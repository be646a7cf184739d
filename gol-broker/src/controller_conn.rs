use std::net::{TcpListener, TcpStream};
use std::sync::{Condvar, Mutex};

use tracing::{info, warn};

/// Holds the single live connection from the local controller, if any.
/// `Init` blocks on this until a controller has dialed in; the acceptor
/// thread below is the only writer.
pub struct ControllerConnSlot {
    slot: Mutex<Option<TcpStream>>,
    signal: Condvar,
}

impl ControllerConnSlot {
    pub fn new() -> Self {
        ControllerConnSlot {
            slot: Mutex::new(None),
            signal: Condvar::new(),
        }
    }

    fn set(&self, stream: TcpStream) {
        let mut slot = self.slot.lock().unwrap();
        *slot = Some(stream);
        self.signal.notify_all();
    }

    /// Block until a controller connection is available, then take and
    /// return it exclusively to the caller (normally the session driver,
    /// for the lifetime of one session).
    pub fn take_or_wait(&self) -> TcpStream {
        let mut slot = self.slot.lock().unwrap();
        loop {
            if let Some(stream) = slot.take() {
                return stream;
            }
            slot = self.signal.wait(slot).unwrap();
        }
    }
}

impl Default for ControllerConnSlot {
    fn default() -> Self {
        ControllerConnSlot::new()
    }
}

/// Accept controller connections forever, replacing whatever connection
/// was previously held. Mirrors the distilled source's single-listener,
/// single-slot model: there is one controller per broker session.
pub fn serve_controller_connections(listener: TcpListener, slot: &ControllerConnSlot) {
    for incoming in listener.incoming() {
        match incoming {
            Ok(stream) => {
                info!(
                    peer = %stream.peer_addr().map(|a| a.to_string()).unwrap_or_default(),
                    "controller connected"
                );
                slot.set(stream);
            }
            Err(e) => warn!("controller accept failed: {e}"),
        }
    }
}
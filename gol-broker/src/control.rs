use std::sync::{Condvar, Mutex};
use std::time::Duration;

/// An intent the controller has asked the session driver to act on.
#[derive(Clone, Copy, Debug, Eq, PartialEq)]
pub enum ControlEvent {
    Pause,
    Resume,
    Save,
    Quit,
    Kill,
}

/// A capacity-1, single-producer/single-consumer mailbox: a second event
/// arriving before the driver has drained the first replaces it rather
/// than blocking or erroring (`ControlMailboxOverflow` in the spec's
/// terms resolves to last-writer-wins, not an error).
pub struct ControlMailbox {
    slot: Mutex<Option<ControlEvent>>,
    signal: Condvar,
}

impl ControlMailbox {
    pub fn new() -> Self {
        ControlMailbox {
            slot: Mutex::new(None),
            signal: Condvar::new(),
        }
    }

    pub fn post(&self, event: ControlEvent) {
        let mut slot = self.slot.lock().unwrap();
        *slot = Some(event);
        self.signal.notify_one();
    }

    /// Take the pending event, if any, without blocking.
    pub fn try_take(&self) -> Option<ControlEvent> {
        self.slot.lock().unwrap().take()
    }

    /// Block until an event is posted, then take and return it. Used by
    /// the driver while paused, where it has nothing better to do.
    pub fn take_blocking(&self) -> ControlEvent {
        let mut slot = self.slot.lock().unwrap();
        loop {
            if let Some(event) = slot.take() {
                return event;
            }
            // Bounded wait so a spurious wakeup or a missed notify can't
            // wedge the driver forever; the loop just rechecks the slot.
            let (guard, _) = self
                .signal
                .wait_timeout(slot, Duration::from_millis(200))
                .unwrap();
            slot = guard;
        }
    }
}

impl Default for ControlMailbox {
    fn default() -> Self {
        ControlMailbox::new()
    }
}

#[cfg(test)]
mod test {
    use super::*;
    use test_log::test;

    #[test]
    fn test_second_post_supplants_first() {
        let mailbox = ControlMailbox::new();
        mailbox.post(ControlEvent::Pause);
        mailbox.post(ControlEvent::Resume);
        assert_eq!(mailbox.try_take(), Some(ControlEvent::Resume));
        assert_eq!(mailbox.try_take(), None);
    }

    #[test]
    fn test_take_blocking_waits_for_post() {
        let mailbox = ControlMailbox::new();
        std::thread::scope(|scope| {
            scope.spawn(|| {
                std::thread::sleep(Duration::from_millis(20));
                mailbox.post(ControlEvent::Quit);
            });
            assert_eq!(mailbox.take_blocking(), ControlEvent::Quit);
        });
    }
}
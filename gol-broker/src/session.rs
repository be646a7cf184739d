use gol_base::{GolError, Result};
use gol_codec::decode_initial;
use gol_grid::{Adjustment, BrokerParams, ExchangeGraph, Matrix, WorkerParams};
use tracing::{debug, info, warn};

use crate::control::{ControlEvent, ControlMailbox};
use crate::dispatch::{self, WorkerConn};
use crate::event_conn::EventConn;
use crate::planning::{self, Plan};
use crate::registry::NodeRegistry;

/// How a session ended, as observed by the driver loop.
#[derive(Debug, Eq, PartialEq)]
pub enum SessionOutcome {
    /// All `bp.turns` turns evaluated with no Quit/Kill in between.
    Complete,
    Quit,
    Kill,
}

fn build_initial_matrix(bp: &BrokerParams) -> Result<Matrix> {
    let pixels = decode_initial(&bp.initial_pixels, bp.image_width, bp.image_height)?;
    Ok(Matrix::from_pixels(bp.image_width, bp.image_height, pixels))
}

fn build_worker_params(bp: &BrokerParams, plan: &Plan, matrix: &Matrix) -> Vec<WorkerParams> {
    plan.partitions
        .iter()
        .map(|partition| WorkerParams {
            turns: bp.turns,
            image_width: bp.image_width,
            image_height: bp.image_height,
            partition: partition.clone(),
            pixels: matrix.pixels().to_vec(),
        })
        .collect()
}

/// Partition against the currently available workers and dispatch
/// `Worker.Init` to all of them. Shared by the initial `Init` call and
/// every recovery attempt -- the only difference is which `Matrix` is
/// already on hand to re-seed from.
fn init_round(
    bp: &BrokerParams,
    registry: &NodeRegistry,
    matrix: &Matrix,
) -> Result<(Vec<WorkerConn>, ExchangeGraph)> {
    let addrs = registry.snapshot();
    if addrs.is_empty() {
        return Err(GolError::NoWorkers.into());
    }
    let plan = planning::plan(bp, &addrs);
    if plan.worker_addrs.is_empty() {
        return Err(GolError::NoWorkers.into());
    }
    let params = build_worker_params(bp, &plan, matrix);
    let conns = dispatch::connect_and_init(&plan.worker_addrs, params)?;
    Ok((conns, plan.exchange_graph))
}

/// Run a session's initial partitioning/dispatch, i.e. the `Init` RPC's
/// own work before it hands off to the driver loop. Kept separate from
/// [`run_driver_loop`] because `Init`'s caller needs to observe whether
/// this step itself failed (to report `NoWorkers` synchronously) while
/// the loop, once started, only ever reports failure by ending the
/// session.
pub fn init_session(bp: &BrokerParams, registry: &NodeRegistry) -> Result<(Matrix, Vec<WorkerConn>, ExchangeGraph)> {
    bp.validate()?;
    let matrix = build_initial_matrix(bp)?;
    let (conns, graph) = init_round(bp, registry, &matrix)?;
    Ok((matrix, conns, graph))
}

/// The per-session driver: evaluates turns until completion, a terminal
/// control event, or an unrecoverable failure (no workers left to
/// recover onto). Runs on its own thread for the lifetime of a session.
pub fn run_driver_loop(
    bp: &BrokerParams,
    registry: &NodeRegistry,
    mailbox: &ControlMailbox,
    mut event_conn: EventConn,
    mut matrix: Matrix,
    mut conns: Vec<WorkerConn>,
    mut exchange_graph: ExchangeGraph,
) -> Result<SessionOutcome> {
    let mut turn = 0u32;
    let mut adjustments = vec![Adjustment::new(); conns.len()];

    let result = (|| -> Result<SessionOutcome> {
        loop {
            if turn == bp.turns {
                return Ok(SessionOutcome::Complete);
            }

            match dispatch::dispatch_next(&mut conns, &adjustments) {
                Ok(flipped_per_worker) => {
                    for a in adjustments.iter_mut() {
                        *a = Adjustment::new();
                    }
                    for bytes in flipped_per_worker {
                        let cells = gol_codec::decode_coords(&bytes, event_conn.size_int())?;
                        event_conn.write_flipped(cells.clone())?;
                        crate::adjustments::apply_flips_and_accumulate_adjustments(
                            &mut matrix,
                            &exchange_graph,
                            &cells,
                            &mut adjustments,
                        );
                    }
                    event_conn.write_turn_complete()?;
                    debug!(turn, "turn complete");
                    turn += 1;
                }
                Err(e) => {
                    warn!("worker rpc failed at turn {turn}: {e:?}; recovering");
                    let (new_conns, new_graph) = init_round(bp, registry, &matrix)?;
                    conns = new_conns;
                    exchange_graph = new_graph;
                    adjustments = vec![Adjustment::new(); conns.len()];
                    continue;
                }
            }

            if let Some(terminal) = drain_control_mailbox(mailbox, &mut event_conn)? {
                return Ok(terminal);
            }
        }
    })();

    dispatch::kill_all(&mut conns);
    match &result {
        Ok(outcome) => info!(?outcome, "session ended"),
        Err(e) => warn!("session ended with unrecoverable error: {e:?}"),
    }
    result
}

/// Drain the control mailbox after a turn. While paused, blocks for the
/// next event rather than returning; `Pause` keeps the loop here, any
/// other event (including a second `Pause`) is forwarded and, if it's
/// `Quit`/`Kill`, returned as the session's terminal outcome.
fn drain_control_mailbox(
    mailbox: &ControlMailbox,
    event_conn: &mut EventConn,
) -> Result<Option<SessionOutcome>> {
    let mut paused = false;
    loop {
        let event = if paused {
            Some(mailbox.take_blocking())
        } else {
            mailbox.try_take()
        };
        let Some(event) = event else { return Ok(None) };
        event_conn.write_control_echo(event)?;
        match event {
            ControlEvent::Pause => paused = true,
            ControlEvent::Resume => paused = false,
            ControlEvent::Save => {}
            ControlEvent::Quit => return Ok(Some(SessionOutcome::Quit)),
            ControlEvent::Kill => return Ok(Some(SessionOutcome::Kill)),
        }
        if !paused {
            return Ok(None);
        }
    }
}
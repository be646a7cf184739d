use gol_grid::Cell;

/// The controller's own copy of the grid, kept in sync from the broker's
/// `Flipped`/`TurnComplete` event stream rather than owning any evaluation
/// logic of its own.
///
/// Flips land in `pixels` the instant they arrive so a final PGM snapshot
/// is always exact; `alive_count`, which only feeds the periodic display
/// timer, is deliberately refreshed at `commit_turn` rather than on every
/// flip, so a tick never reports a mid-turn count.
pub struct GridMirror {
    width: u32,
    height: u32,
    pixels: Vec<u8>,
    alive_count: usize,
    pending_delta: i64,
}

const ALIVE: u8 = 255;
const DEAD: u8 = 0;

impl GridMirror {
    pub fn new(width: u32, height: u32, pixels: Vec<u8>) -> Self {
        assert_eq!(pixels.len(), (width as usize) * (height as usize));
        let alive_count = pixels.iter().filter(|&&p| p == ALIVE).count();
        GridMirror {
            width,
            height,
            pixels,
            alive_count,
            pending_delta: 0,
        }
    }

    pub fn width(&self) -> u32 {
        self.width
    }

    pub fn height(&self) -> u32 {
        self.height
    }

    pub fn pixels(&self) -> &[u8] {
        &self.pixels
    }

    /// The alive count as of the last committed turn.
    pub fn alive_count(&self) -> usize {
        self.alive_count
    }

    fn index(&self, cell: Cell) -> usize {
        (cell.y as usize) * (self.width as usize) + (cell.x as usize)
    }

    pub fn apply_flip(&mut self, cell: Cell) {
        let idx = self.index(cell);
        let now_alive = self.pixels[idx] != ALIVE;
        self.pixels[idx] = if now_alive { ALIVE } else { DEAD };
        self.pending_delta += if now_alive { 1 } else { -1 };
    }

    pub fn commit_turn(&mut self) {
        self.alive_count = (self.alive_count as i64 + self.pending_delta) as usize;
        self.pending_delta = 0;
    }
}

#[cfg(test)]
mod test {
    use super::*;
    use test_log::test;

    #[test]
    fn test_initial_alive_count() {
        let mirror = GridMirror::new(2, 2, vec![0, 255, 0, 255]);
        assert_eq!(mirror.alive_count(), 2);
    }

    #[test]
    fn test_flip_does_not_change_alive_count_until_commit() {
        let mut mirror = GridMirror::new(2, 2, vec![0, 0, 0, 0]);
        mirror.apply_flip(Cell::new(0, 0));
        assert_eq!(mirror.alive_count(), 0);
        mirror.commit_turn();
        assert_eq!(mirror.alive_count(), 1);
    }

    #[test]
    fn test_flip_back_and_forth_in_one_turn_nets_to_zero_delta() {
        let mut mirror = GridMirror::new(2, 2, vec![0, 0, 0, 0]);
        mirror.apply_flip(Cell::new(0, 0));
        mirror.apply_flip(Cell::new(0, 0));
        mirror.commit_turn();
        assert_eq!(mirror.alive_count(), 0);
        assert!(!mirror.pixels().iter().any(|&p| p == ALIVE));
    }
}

========================================================================

* [What is being asked] From the listing, copy each line containing the word "bytes".

* [Your solution]
                    for bytes in flipped_per_worker {
                        let cells = gol_codec::decode_coords(&bytes, event_conn.size_int())?;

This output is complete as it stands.